Calcitonin (CT) is a polypeptide of 32 amino acids produced by thyroidal C cells.(1,2 When administered at high pharmacological doses, it triggers a hypocalcemic response that is partially mediated through an inhibition of bone resorption.(3,4 This effect is well explained by the binding of CT to its receptor present on osteoclasts, although comparative studies have shown that mammalian CT is less potent than salmon CT as an inhibitor of their resorptive activity.(5–7 This has led to the therapeutic use of salmon CT in conditions associated with high bone resorption such as Paget's disease or osteoporosis.(8,9 It has also led to the assumption that the physiological role of mammalian CT is to participate in calcium hemostasis through an inhibitory effect on osteoclasts. This concept has, however, been challenged by two clinical observations. In fact, it was always puzzling that thyroidectomy does not result in osteoporosis and that high circulating levels of CT in patients with medullary thyroid carcinoma do not cause the expected osteopetrosis.(10,11
Whereas this absence of evidence was not necessarily in contradiction to a physiological role of mammalian CT as an inhibitor of bone resorption, the analysis of a CT-deficient mouse model was. These mice, which are lacking exons 2–5 of the Calca gene, display an unexpected high bone mass phenotype caused by an increased bone formation at the age of 3 months.(12 Even more surprising was the fact that there was no significant change of bone resorption and basal calcium hemostasis associated with the absence of CT at this age. These results suggested that mammalian CT is a physiological inhibitor of bone formation with no apparent influence on bone resorption. However, because the deletion of exons 2–5 from the Calca gene also results in the lack of α-calcitonin gene-related peptide (αCGRP), it was not clear at that point, whether the unexpected phenotype of the Calca−/− mice was indeed caused by the absence of CT.(12
Therefore, we took advantage of another mouse model, where a translational termination codon was introduced into exon 5 of the Calca gene, thereby selectively preventing the production of αCGRP without affecting the expression of CT.(13,14 These αCGRP−/− mice did not display the high bone mass phenotype that was observed in the Calca−/− mice. In contrast, they even displayed a mild osteopenia caused by decreased bone formation.(14 These results did not only establish a physiological role of αCGRP as an activator of bone formation, but they also suggested that the additional absence of CT in the Calca-deficient mice was counteracting the absence of αCGRP and causing their high bone mass phenotype.

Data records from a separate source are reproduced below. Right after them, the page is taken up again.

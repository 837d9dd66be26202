//! Symbol records held by the store.

use std::collections::BTreeSet;
use std::fmt;

/// The four namespaces a symbol can live in.
#[derive(Debug, Clone, Copy, PartialEq, Eq, Hash, PartialOrd, Ord)]
pub enum SymbolKind {
    Var,
    StringVar,
    Const,
    Curve,
}

impl SymbolKind {
    /// All kinds in rendering order.
    pub const ALL: [SymbolKind; 4] = [
        SymbolKind::Var,
        SymbolKind::StringVar,
        SymbolKind::Const,
        SymbolKind::Curve,
    ];

    /// Human-readable name of the kind.
    pub fn name(&self) -> &'static str {
        match self {
            SymbolKind::Var => "var",
            SymbolKind::StringVar => "stringvar",
            SymbolKind::Const => "const",
            SymbolKind::Curve => "curve",
        }
    }
}

impl fmt::Display for SymbolKind {
    fn fmt(&self, f: &mut fmt::Formatter<'_>) -> fmt::Result {
        write!(f, "{}", self.name())
    }
}

/// How a script touches a symbol.
#[derive(Debug, Clone, Copy, PartialEq, Eq, Hash, PartialOrd, Ord)]
pub enum RefKind {
    Read,
    Write,
    Invoke,
}

/// A place in a script file that refers to a symbol.
///
/// Not filled by any parser yet; script cross-referencing will populate it.
#[derive(Debug, Clone, PartialEq, Eq, Hash, PartialOrd, Ord)]
pub struct SourceLocation {
    pub file: String,
    pub line: usize,
    pub kind: RefKind,
}

impl SourceLocation {
    pub fn new(file: impl Into<String>, line: usize, kind: RefKind) -> Self {
        Self {
            file: file.into(),
            line,
            kind,
        }
    }
}

impl fmt::Display for SourceLocation {
    fn fmt(&self, f: &mut fmt::Formatter<'_>) -> fmt::Result {
        write!(f, "{}:{}", self.file, self.line)
    }
}

/// A variable, string variable, constant or curve.
#[derive(Debug, Clone, PartialEq)]
pub struct Symbol {
    pub kind: SymbolKind,
    pub name: String,
    /// Relative path of the defining file. Empty for overlay-only symbols.
    pub source_file: String,
    /// Free text, lines separated by `\n`.
    pub description: String,
    /// Documented in an overlay but not defined anywhere.
    pub deleted: bool,
    /// Numeric value; only constants carry one, and only when it parsed.
    pub value: Option<f64>,
    pub references: BTreeSet<SourceLocation>,
}

impl Symbol {
    pub fn new(kind: SymbolKind, name: impl Into<String>, source_file: impl Into<String>) -> Self {
        Self {
            kind,
            name: name.into(),
            source_file: source_file.into(),
            description: String::new(),
            deleted: false,
            value: None,
            references: BTreeSet::new(),
        }
    }

    /// A placeholder for a name only an overlay knows about.
    pub fn placeholder(
        kind: SymbolKind,
        name: impl Into<String>,
        description: impl Into<String>,
    ) -> Self {
        Self {
            description: description.into(),
            deleted: true,
            ..Self::new(kind, name, "")
        }
    }

    pub fn with_description(mut self, description: impl Into<String>) -> Self {
        self.description = description.into();
        self
    }

    pub fn with_value(mut self, value: Option<f64>) -> Self {
        self.value = value;
        self
    }

    /// Record a script reference. Duplicate locations collapse.
    pub fn add_reference(&mut self, location: SourceLocation) -> bool {
        self.references.insert(location)
    }
}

In this manuscript we have continued our study and analyzed the progressive development of the bone phenotypes of both mouse models with age. Whereas the sole absence of αCGRP leads to osteopenia at 6, 12, and 18 months of age, the deficiency of CT and αCGRP in the Calca−/− mice results in high bone mass. More importantly, we observed major structural changes of trabecular bone as well as an increased cortical porosity in the Calca−/− mice at the age of 12 months or older. Histomorphometric analysis revealed that 12-month-old Calca−/−-mice display a phenotype of high bone turnover with increased bone formation, but also bone resorption. This high bone turnover resulted in hyperostotic lesions in 20% of all Calca−/− mice analyzed, but it could not be explained by alterations of the serum levels of several hormones with known effects on bone remodeling. The deduced dual action of CT as an inhibitor of both bone formation and bone resorption may explain why there are no major changes of BMD in human patients with altered CT serum concentrations.